Examine the records and identify each line that includes the string "node". Copy those lines.

START LISTED RECORDS

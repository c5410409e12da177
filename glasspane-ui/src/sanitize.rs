//! Property sanitizer: strips prototype-pollution keys, event-handler
//! attributes, executable-looking values, and non-finite numbers, and maps
//! a small set of camelCase style names to their native equivalents.
//!
//! Runs twice per element: at registry entry and again at the render
//! boundary.

use crate::element::Props;
use regex::Regex;
use serde_json::Value;
use std::sync::OnceLock;
use tracing::warn;

/// Maximum depth for nested property values. Cyclic structures cannot be
/// expressed in JSON, but converted provider payloads are cut here anyway.
pub const MAX_VALUE_DEPTH: usize = 20;

/// Maximum element tree depth at projection time.
pub const MAX_NESTING_DEPTH: usize = 20;

/// Keys dropped unconditionally, at every nesting level.
const FORBIDDEN_KEYS: &[&str] = &["__proto__", "constructor", "prototype"];

/// Inline event-handler attributes: any `on`-prefixed name (`onclick`,
/// `onpointerdown`, `onanimationend`, ...). Events go through the
/// handler-id bridge instead; these never reach a native node. Matched by
/// prefix because renderers keep growing the event vocabulary.
fn is_event_handler_key(lower: &str) -> bool {
    let mut chars = lower.chars();
    chars.next() == Some('o')
        && chars.next() == Some('n')
        && chars.next().is_some_and(|c| c.is_ascii_alphabetic())
}

fn executable_re() -> &'static Regex {
    static RE: OnceLock<Regex> = OnceLock::new();
    RE.get_or_init(|| {
        Regex::new(r"(?i)^\s*(javascript|vbscript)\s*:|<\s*script").expect("static regex")
    })
}

/// True when a string value must not reach a native node.
pub fn is_executable_like(value: &str) -> bool {
    executable_re().is_match(value)
}

/// Map a provider attribute name to its native equivalent. Unknown names
/// pass through unchanged; extending the mapping is a code change.
fn map_attr_name(name: &str) -> &str {
    match name {
        "className" => "class",
        "backgroundColor" => "background-color",
        "fontSize" => "font-size",
        "fontWeight" => "font-weight",
        "fontFamily" => "font-family",
        "textAlign" => "text-align",
        "borderRadius" => "border-radius",
        "borderColor" => "border-color",
        "maxLength" => "maxlength",
        "readOnly" => "readonly",
        other => other,
    }
}

/// Sanitize a single value. `None` means the value is dropped entirely.
pub fn sanitize_value(value: &Value, depth: usize) -> Option<Value> {
    if depth > MAX_VALUE_DEPTH {
        return None;
    }
    match value {
        Value::Null | Value::Bool(_) => Some(value.clone()),
        Value::Number(n) => {
            // serde_json cannot hold NaN/inf, but converted payloads are
            // checked again here.
            if let Some(f) = n.as_f64() {
                if !f.is_finite() {
                    return None;
                }
            }
            Some(value.clone())
        }
        Value::String(s) => {
            if is_executable_like(s) {
                None
            } else {
                Some(value.clone())
            }
        }
        Value::Array(items) => Some(Value::Array(
            items
                .iter()
                .filter_map(|v| sanitize_value(v, depth + 1))
                .collect(),
        )),
        Value::Object(map) => {
            let mut out = serde_json::Map::new();
            for (k, v) in map {
                if FORBIDDEN_KEYS.contains(&k.as_str()) {
                    warn!(key = %k, "dropping forbidden property key");
                    continue;
                }
                if let Some(clean) = sanitize_value(v, depth + 1) {
                    out.insert(k.clone(), clean);
                }
            }
            Some(Value::Object(out))
        }
    }
}

/// Sanitize a full property map: forbidden keys, event-handler attributes,
/// executable values, and depth overflows are dropped; surviving names are
/// mapped to their native spelling.
pub fn sanitize_props(props: &Props) -> Props {
    let mut out = Props::new();
    for (key, value) in props {
        let lower = key.to_ascii_lowercase();
        if FORBIDDEN_KEYS.contains(&lower.as_str()) {
            warn!(key = %key, "dropping forbidden property key");
            continue;
        }
        if is_event_handler_key(&lower) {
            warn!(key = %key, "dropping inline event handler attribute");
            continue;
        }
        match sanitize_value(value, 0) {
            Some(clean) => {
                out.insert(map_attr_name(key).to_string(), clean);
            }
            None => warn!(key = %key, "dropping non-representable property value"),
        }
    }
    out
}

#[cfg(test)]
mod tests {
    use super::*;
    use serde_json::json;

    fn props_from(value: Value) -> Props {
        match value {
            Value::Object(map) => map,
            _ => panic!("expected object"),
        }
    }

    #[test]
    fn test_proto_keys_dropped_recursively() {
        let props = props_from(json!({
            "title": "ok",
            "__proto__": {"polluted": true},
            "nested": {"constructor": 1, "keep": "yes"}
        }));
        let clean = sanitize_props(&props);
        assert!(clean.contains_key("title"));
        assert!(!clean.contains_key("__proto__"));
        assert_eq!(clean["nested"], json!({"keep": "yes"}));
    }

    #[test]
    fn test_event_handler_attributes_dropped() {
        let props = props_from(json!({"onclick": "steal()", "class": "card"}));
        let clean = sanitize_props(&props);
        assert!(!clean.contains_key("onclick"));
        assert!(clean.contains_key("class"));
    }

    #[test]
    fn test_any_on_prefixed_handler_attribute_dropped() {
        let props = props_from(json!({
            "onpointerdown": "stealData()",
            "ontouchstart": "stealData()",
            "onanimationend": "stealData()",
            "onwheel": "stealData()",
            "ONLOAD": "stealData()"
        }));
        let clean = sanitize_props(&props);
        assert!(clean.is_empty(), "inline handlers survived: {:?}", clean);
    }

    #[test]
    fn test_executable_values_dropped() {
        let props = props_from(json!({
            "href": "javascript:alert(1)",
            "src": "  JavaScript:void(0)",
            "body": "<script>boom()</script>",
            "label": "harmless"
        }));
        let clean = sanitize_props(&props);
        assert!(!clean.contains_key("href"));
        assert!(!clean.contains_key("src"));
        assert!(!clean.contains_key("body"));
        assert_eq!(clean["label"], json!("harmless"));
    }

    #[test]
    fn test_attr_names_mapped_to_native() {
        let props = props_from(json!({"className": "panel", "backgroundColor": "#111"}));
        let clean = sanitize_props(&props);
        assert_eq!(clean["class"], json!("panel"));
        assert_eq!(clean["background-color"], json!("#111"));
    }

    #[test]
    fn test_depth_overflow_dropped() {
        let mut value = json!("leaf");
        for _ in 0..(MAX_VALUE_DEPTH + 2) {
            value = json!({ "inner": value });
        }
        let props = props_from(json!({"deep": value, "flat": 1}));
        let clean = sanitize_props(&props);
        assert!(clean.contains_key("flat"));
        // The deep chain survives only down to the cutoff.
        let mut cursor = &clean["deep"];
        let mut depth = 0;
        while let Some(inner) = cursor.get("inner") {
            cursor = inner;
            depth += 1;
        }
        assert!(depth <= MAX_VALUE_DEPTH);
    }

    #[test]
    fn test_plain_values_pass_through() {
        let props = props_from(json!({"width": 320, "visible": true, "tags": ["a", "b"]}));
        let clean = sanitize_props(&props);
        assert_eq!(clean["width"], json!(320));
        assert_eq!(clean["visible"], json!(true));
        assert_eq!(clean["tags"], json!(["a", "b"]));
    }
}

END LISTED RECORDS

= RESULT OF THIS TASK =
/// handler-id bridge instead; these never reach a native node. Matched by
/// True when a string value must not reach a native node.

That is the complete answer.